The President turned and conferred with his Cabinet members for a few moments. Then he stood up.

"It is the unanimous opinion of the judges of this contest that the prize of one million dollars be awarded to the robot of Albert Bradshaw,” he announced.

“I thank you, Mr. President and gentlemen,” bowed the robot. “And now, since I am to depart once and for all upon that greatest of all adventures, death, I will first make a few bequests. To you, Mr. President, I hand my complete plans and formula for the construction of reasoning robots. By the employment of these plans and formulae, everyone who wishes to do so and whose brain is not too badly injured, may add to his short span of physical life a thousand useful years.
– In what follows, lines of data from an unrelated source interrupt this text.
//! Commander duties: order dispatch, strategic policy, support requests and
//! taking cover.

use rand::Rng;
use skirmish_core::{AgentId, CellCoord, Event, Order, OrderKind, Role, StateKind, Team};
use skirmish_world::VisibilityMask;
use tracing::debug;

use crate::Simulation;

impl Simulation {
    /// Queues a priority heal for the first down teammate when the medic is free.
    pub(crate) fn queue_auto_heal(&mut self, team: Team) {
        let Some(commander) = self.first_with_role(team, Role::Commander) else {
            return;
        };
        let Some(medic) = self.first_with_role(team, Role::Medic) else {
            return;
        };
        let medic_agent = self.agent(medic);
        if !medic_agent.is_alive() || medic_agent.is_moving() {
            return;
        }
        if self
            .agent(commander)
            .commander()
            .map_or(true, |state| state.orders.has_pending(OrderKind::Heal))
        {
            return;
        }

        let down = self
            .agents
            .iter()
            .find(|agent| agent.team == team && agent.id != medic && !agent.is_alive())
            .map(|agent| agent.cell);
        if let Some(cell) = down {
            self.issue_order(team, Order::new(OrderKind::Heal, cell));
        }
    }

    /// Advances the commander's schedule and applies the policy when due.
    pub(crate) fn run_strategy(&mut self, id: AgentId) {
        let warmup = self.tuning.command.warmup_frames;
        let interval = self.tuning.command.interval_frames.max(1);
        let Some(state) = self.agent_mut(id).commander_mut() else {
            return;
        };
        state.frames += 1;
        let frames = state.frames;
        if frames < warmup || frames % interval != 0 {
            return;
        }

        let team = self.agent(id).team;
        let size = self.terrain.size();
        let command = self.tuning.command.clone();
        let enemy = team.opponent();

        let enemy_warriors_remain = self
            .living_enemies(team)
            .any(|agent| agent.role() == Role::Warrior);
        if !enemy_warriors_remain {
            let targets: Vec<CellCoord> = self
                .living_enemies(team)
                .map(|agent| agent.cell)
                .collect();
            if targets.is_empty() {
                let rally = enemy.territory_point(size, command.final_rally_inset);
                self.issue_order(team, Order::new(OrderKind::Attack, rally));
            }
            for cell in targets {
                self.issue_order(team, Order::new(OrderKind::Attack, cell));
            }
            return;
        }

        let total = command.attack_weight + command.defend_weight + command.hold_weight;
        if total == 0 {
            return;
        }
        let roll = self.rng.gen_range(0..total);
        if roll < command.attack_weight {
            let anchor = enemy.territory_point(size, command.assault_inset);
            let point = self.jittered(anchor, command.attack_jitter);
            self.issue_order(team, Order::new(OrderKind::Attack, point));
        } else if roll < command.attack_weight + command.defend_weight {
            let anchor = team.territory_point(size, command.defend_inset);
            let point = self.jittered(anchor, command.defend_jitter);
            self.issue_order(team, Order::new(OrderKind::Defend, point));
        } else {
            debug!(team = team.name(), frames, "holding");
        }
    }

    /// Hands the next queued order to every compatible living teammate.
    ///
    /// Dispatch keeps running after the commander goes down so that queued
    /// heals can still bring it back.
    pub(crate) fn dispatch_orders(&mut self, team: Team) {
        let Some(commander) = self.first_with_role(team, Role::Commander) else {
            return;
        };
        let Some(order) = self
            .agent_mut(commander)
            .commander_mut()
            .and_then(|state| state.orders.take_next())
        else {
            return;
        };

        let recipients: Vec<AgentId> = self
            .agents
            .iter()
            .filter(|agent| {
                agent.team == team
                    && agent.id != commander
                    && agent.is_alive()
                    && order.kind().accepts(agent.role())
            })
            .map(|agent| agent.id)
            .collect();

        for recipient in &recipients {
            self.receive_order(*recipient, order);
        }

        let count = u32::try_from(recipients.len()).unwrap_or(u32::MAX);
        debug!(team = team.name(), ?order, recipients = count, "order dispatched");
        self.journal.push(Event::OrderDispatched {
            team,
            order,
            recipients: count,
        });
    }

    /// Per-tick commander logic, run after movement.
    pub(crate) fn commander_tick(&mut self, id: AgentId) {
        let team = self.agent(id).team;
        self.aggregate_team_visibility(team);
        self.request_resupply(id);
        self.seek_cover(id);
    }

    /// Rebuilds the commander's combined view; a down commander sees nothing.
    pub(crate) fn aggregate_team_visibility(&mut self, team: Team) {
        let Some(commander) = self.first_with_role(team, Role::Commander) else {
            return;
        };
        let size = self.terrain.size();
        let mut combined = VisibilityMask::new(size);
        if self.agent(commander).is_alive() {
            for agent in self.agents.iter().filter(|agent| agent.team == team) {
                combined.merge(&agent.visibility);
            }
        }
        if let Some(state) = self.agent_mut(commander).commander_mut() {
            state.team_visibility = combined;
        }
    }

    /// Asks an idle provider to restock a dry warrior near the ammo depot.
    fn request_resupply(&mut self, id: AgentId) {
        let command = &self.tuning.command;
        let agent = self.agent(id);
        let team = agent.team;
        let Some(state) = agent.commander() else {
            return;
        };
        if state.orders.has_pending(OrderKind::Resupply) {
            return;
        }
        if state
            .last_resupply_request
            .is_some_and(|frame| self.frame < frame + command.resupply_request_interval)
        {
            return;
        }

        let provider_idle = self
            .first_with_role(team, Role::Provider)
            .map(|provider| self.agent(provider))
            .is_some_and(|provider| {
                provider.is_alive() && !provider.is_moving() && provider.state == StateKind::Idle
            });
        if !provider_idle {
            return;
        }

        let ammo_depot = self.depots_of(team).ammo;
        let candidate = self
            .agents
            .iter()
            .find(|agent| {
                agent.team == team
                    && agent.role() == Role::Warrior
                    && agent.is_alive()
                    && agent.ammo <= command.resupply_ammo_threshold
                    && agent.cell.manhattan_distance(ammo_depot) <= command.resupply_depot_radius
            })
            .map(|agent| agent.cell);

        if let Some(cell) = candidate {
            let frame = self.frame;
            if let Some(state) = self.agent_mut(id).commander_mut() {
                state.last_resupply_request = Some(frame);
            }
            self.issue_order(team, Order::new(OrderKind::Resupply, cell));
        }
    }

    /// Moves the commander to nearby cover when its cell is too dangerous.
    ///
    /// Rings of growing radius are scanned; the first ring holding a passable
    /// cell that is less dangerous than the current one and touches rock or
    /// tree provides the destination, picking the least dangerous such cell.
    fn seek_cover(&mut self, id: AgentId) {
        let agent = self.agent(id);
        let origin = agent.cell;
        let danger = &self.danger[agent.team.index()];
        let current = danger.value_at(origin);
        if current < self.tuning.command.relocation_danger {
            return;
        }

        let mut best: Option<(u8, CellCoord)> = None;
        for radius in 1..=self.tuning.command.relocation_radius {
            for rows in -radius..=radius {
                for columns in -radius..=radius {
                    if rows.abs() != radius && columns.abs() != radius {
                        continue;
                    }
                    let cell = origin.offset(rows, columns);
                    if !self.terrain.passable(cell) || !self.terrain.has_adjacent_cover(cell) {
                        continue;
                    }
                    let value = danger.value_at(cell);
                    let bar = best.map_or(current, |(lowest, _)| lowest);
                    if value < bar {
                        best = Some((value, cell));
                    }
                }
            }
            if best.is_some() {
                break;
            }
        }

        let Some((_, destination)) = best else {
            return;
        };
        if agent.state == StateKind::MoveToTarget && agent.target == destination {
            return;
        }
        if self
            .pathfinder
            .find_path(&self.terrain, origin, destination, None)
            .is_none()
        {
            return;
        }

        debug!(commander = id.get(), ?destination, danger = current, "taking cover");
        self.journal.push(Event::CommanderRelocating {
            commander: id,
            destination,
        });
        let _ = self.move_to(id, destination);
    }
}
//! Agent attributes shared by every role, plus the role-specific payloads.

use skirmish_core::{
    AgentId, AgentSnapshot, CellCoord, Role, StateKind, Team, MAX_HEALTH,
};
use skirmish_world::VisibilityMask;

use crate::orders::OrderQueue;

/// Planned route and the cursor of the next cell to step onto.
#[derive(Clone, Debug, Default, PartialEq, Eq)]
pub(crate) struct Route {
    cells: Vec<CellCoord>,
    cursor: usize,
}

impl Route {
    /// Replaces the route and rewinds the cursor.
    pub(crate) fn replace(&mut self, cells: Vec<CellCoord>) {
        self.cells = cells;
        self.cursor = 0;
    }

    pub(crate) fn clear(&mut self) {
        self.cells.clear();
        self.cursor = 0;
    }

    /// Whether cells remain to be consumed.
    pub(crate) fn is_moving(&self) -> bool {
        self.cursor < self.cells.len()
    }

    pub(crate) fn next(&self) -> Option<CellCoord> {
        self.cells.get(self.cursor).copied()
    }

    pub(crate) fn advance(&mut self) {
        self.cursor = (self.cursor + 1).min(self.cells.len());
    }

    pub(crate) fn destination(&self) -> Option<CellCoord> {
        self.cells.last().copied()
    }
}

/// How a route is costed when it is planned.
#[derive(Clone, Copy, Debug, Default, PartialEq, Eq)]
pub(crate) enum Routing {
    /// Detour around the team's danger field when a weighted path exists.
    #[default]
    Cautious,
    /// Shortest path, ignoring danger.
    Direct,
}

/// Engagement stance of a warrior.
#[derive(Clone, Copy, Debug, Default, PartialEq, Eq)]
pub(crate) enum CombatMode {
    #[default]
    None,
    Attacking,
    Defending,
}

#[derive(Clone, Debug, Default, PartialEq, Eq)]
pub(crate) struct WarriorState {
    pub(crate) mode: CombatMode,
    pub(crate) fire_cooldown: u32,
}

#[derive(Clone, Debug, PartialEq, Eq)]
pub(crate) struct CommanderState {
    pub(crate) orders: OrderQueue,
    pub(crate) frames: u64,
    pub(crate) last_resupply_request: Option<u64>,
    pub(crate) team_visibility: VisibilityMask,
}

/// Service a logistics unit delivers.
#[derive(Clone, Copy, Debug, PartialEq, Eq)]
pub(crate) enum Duty {
    Heal,
    Resupply,
}

/// Leg of the storage, recipient, home round trip.
#[derive(Clone, Copy, Debug, Default, PartialEq, Eq)]
pub(crate) enum Errand {
    #[default]
    Idle,
    ToStorage,
    ToRecipient,
    Home,
}

#[derive(Clone, Debug, PartialEq, Eq)]
pub(crate) struct LogisticsState {
    pub(crate) duty: Duty,
    pub(crate) errand: Errand,
    pub(crate) recipient: Option<AgentId>,
    pub(crate) last_known: CellCoord,
    pub(crate) replan_cooldown: u32,
    pub(crate) home: CellCoord,
}

impl LogisticsState {
    pub(crate) fn new(duty: Duty, home: CellCoord) -> Self {
        Self {
            duty,
            errand: Errand::Idle,
            recipient: None,
            last_known: home,
            replan_cooldown: 0,
            home,
        }
    }

    /// Forgets the current recipient and leg.
    pub(crate) fn reset(&mut self) {
        self.errand = Errand::Idle;
        self.recipient = None;
    }
}

/// Role tag together with the data only that role carries.
#[derive(Clone, Debug, PartialEq, Eq)]
pub(crate) enum RoleState {
    Commander(CommanderState),
    Warrior(WarriorState),
    Logistics(LogisticsState),
}

#[derive(Clone, Debug, PartialEq, Eq)]
pub(crate) struct Agent {
    pub(crate) id: AgentId,
    pub(crate) team: Team,
    pub(crate) cell: CellCoord,
    pub(crate) target: CellCoord,
    pub(crate) health: u32,
    pub(crate) ammo: u32,
    pub(crate) grenades: u32,
    pub(crate) visibility: VisibilityMask,
    pub(crate) route: Route,
    pub(crate) routing: Routing,
    pub(crate) state: StateKind,
    pub(crate) move_delay: u32,
    pub(crate) role: RoleState,
}

impl Agent {
    pub(crate) fn role(&self) -> Role {
        match &self.role {
            RoleState::Commander(_) => Role::Commander,
            RoleState::Warrior(_) => Role::Warrior,
            RoleState::Logistics(state) => match state.duty {
                Duty::Heal => Role::Medic,
                Duty::Resupply => Role::Provider,
            },
        }
    }

    pub(crate) fn is_alive(&self) -> bool {
        self.health > 0
    }

    pub(crate) fn is_moving(&self) -> bool {
        self.route.is_moving()
    }

    /// Subtracts `amount` health. Returns `true` when this blow downs the agent.
    pub(crate) fn take_damage(&mut self, amount: u32) -> bool {
        if !self.is_alive() {
            return false;
        }
        self.health = self.health.saturating_sub(amount);
        if self.is_alive() {
            return false;
        }
        self.route.clear();
        self.state = StateKind::Idle;
        self.move_delay = 0;
        if let RoleState::Logistics(logistics) = &mut self.role {
            logistics.reset();
        }
        true
    }

    /// Restores full health and stops any motion. Returns `true` if the agent was down.
    pub(crate) fn heal_full(&mut self) -> bool {
        let revived = !self.is_alive();
        self.health = MAX_HEALTH;
        self.route.clear();
        self.state = StateKind::Idle;
        self.move_delay = 0;
        revived
    }

    pub(crate) fn refill(&mut self, ammo: u32, grenades: u32) {
        self.ammo = ammo;
        self.grenades = grenades;
    }

    pub(crate) fn spend_ammo(&mut self, amount: u32) {
        self.ammo = self.ammo.saturating_sub(amount);
    }

    pub(crate) fn warrior(&self) -> Option<&WarriorState> {
        match &self.role {
            RoleState::Warrior(state) => Some(state),
            _ => None,
        }
    }

    pub(crate) fn warrior_mut(&mut self) -> Option<&mut WarriorState> {
        match &mut self.role {
            RoleState::Warrior(state) => Some(state),
            _ => None,
        }
    }

    pub(crate) fn commander(&self) -> Option<&CommanderState> {
        match &self.role {
            RoleState::Commander(state) => Some(state),
            _ => None,
        }
    }

    pub(crate) fn commander_mut(&mut self) -> Option<&mut CommanderState> {
        match &mut self.role {
            RoleState::Commander(state) => Some(state),
            _ => None,
        }
    }

    pub(crate) fn logistics(&self) -> Option<&LogisticsState> {
        match &self.role {
            RoleState::Logistics(state) => Some(state),
            _ => None,
        }
    }

    pub(crate) fn logistics_mut(&mut self) -> Option<&mut LogisticsState> {
        match &mut self.role {
            RoleState::Logistics(state) => Some(state),
            _ => None,
        }
    }

    pub(crate) fn snapshot(&self) -> AgentSnapshot {
        AgentSnapshot {
            id: self.id,
            team: self.team,
            role: self.role(),
            cell: self.cell,
            target: self.target,
            alive: self.is_alive(),
            health: self.health,
            ammo: self.ammo,
            grenades: self.grenades,
            moving: self.is_moving(),
            state: self.state,
        }
    }
}
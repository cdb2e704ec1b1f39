#![deny(
    unsafe_code,
    missing_docs,
    dead_code,
    unused_results,
    non_snake_case,
    unreachable_pub
)]

//! Command-line adapter that runs a headless Skirmish battle.

mod report;

use std::{
    fs,
    path::{Path, PathBuf},
};

use anyhow::{Context, Result};
use clap::Parser;
use skirmish_core::{Event, WELCOME_BANNER};
use skirmish_simulation::{advance, query, Simulation, SimulationTuning};
use skirmish_system_terrain_generation::{generate, Config};
use tracing::info;
use tracing_subscriber::EnvFilter;

use crate::report::{BattleTally, TeamSummary};

/// Runs a seeded two-team battle and reports how it unfolds.
#[derive(Debug, Parser)]
#[command(name = "skirmish", version, about)]
struct Cli {
    /// Seed for terrain generation and commander decisions.
    #[arg(long, default_value_t = 1)]
    seed: u64,
    /// Cells along each side of the square board.
    #[arg(long, default_value_t = 40)]
    size: u32,
    /// Frame budget before the battle is called off.
    #[arg(long, default_value_t = 20_000)]
    frames: u64,
    /// TOML file overriding any subset of the tuning values.
    #[arg(long)]
    config: Option<PathBuf>,
    /// Log filter directives, e.g. `info` or `skirmish_simulation=debug`.
    #[arg(long)]
    log: Option<String>,
    /// Log a roster summary every this many frames; zero disables it.
    #[arg(long, default_value_t = 600)]
    report_every: u64,
}

/// Entry point for the Skirmish command-line interface.
fn main() -> Result<()> {
    let cli = Cli::parse();
    init_logging(cli.log.as_deref())?;
    println!("{WELCOME_BANNER}");

    let tuning = load_tuning(cli.config.as_deref())?;
    let battlefield = generate(&Config::new(cli.size, cli.seed))
        .with_context(|| format!("failed to generate a {0}x{0} battlefield", cli.size))?;
    let mut simulation = Simulation::new(battlefield, tuning, cli.seed)
        .context("battlefield failed validation")?;

    let tally = run(&mut simulation, cli.frames, cli.report_every);

    for summary in TeamSummary::collect(&query::agents(&simulation)) {
        println!("{summary}");
    }
    println!("{tally}");
    match query::outcome(&simulation) {
        Some(outcome) => println!("{}", outcome.message()),
        None => println!("No winner after {} frames.", query::frame(&simulation)),
    }
    Ok(())
}

fn init_logging(directives: Option<&str>) -> Result<()> {
    let filter = match directives {
        Some(directives) => EnvFilter::try_new(directives)
            .with_context(|| format!("invalid log filter `{directives}`"))?,
        None => EnvFilter::try_from_default_env().unwrap_or_else(|_| EnvFilter::new("info")),
    };
    tracing_subscriber::fmt()
        .with_env_filter(filter)
        .with_target(false)
        .init();
    Ok(())
}

fn load_tuning(path: Option<&Path>) -> Result<SimulationTuning> {
    let Some(path) = path else {
        return Ok(SimulationTuning::default());
    };
    let text = fs::read_to_string(path)
        .with_context(|| format!("failed to read tuning file {}", path.display()))?;
    toml::from_str(&text).with_context(|| format!("failed to parse tuning file {}", path.display()))
}

/// Advances until the battle is decided or the frame budget runs out.
fn run(simulation: &mut Simulation, frames: u64, report_every: u64) -> BattleTally {
    let mut tally = BattleTally::default();
    let mut events: Vec<Event> = Vec::new();

    for _ in 0..frames {
        advance(simulation, &mut events);
        tally.record(&events);
        events.clear();

        let frame = query::frame(simulation);
        if report_every > 0 && frame % report_every == 0 {
            for summary in TeamSummary::collect(&query::agents(simulation)) {
                info!(
                    frame,
                    team = summary.team.name(),
                    standing = summary.standing,
                    down = summary.down,
                    ammo = summary.ammo,
                    "roster"
                );
            }
        }
        if query::outcome(simulation).is_some() {
            break;
        }
    }
    tally
}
“One half of the prize—five hundred thousand dollars, I set aside for a fund to be devoted to the manufacture of reasoning robots. The other half I bequeath to my friends, Dr. Frank Gunning and Yvonne D’Arcy. I once thought that Yvonne loved me with a devotion that would endure, but now, since I have become a robot, I see how it is between these two, that it was my friend the doctor whom she really loved—so I wish much happiness to both.

“You will now see a demonstration of the way a reasoning robot can end his existence any time he cares to do so.”

He took a small hammer from his coat pocket, and raised it over his head.

“Are there any questions before I break this glass shell that will release me?"

There was a scream from Yvonne. She ran up to him, caught his arm and snatched the hammer away.

“So! You thought I didn’t love you, Albert!" she cried. “You were always inclined to be obtuse where women were concerned, however brilliant in other ways. I’ll show you whether I loved you. Look!”

She snatched at her hair, tore a glossy black wig away, together with a skull-case, revealing another brain suspended in a glass container.

“I am a robot,” she cried, “the robot you molded with your own hands! Do you want more proof than this?"

“But how—” stammered the bewildered Bradshaw.

“After Dr. Gunning had removed your brain and sealed it in the container,” she said, “I asked him to do the same with mine. He refused. Said it would be murder and tried to dissuade me. For months I begged him to perform the operation. That is why you saw us so much together. Finally, in desperation yesterday, I swallowed a corrosive chemical that would burn out my abdominal organs without injuring my brain. The doctor tried to use a stomach pump. I fought him off until he knew it was too late to save my life.

“When at last I sank to the floor, in agony, he agreed to perform the operation, and mercifully administered the anesthetic. I awoke as I am now—a robot—your robot. Don’t you want me, dear?”

Bradshaw clapped on his own wig and skull case, and gently replaced those of Yvonne.

“Want you?”

Suddenly he caught the slight, black-haired figure in his arms.

“Darling, I want you for a thousand years.”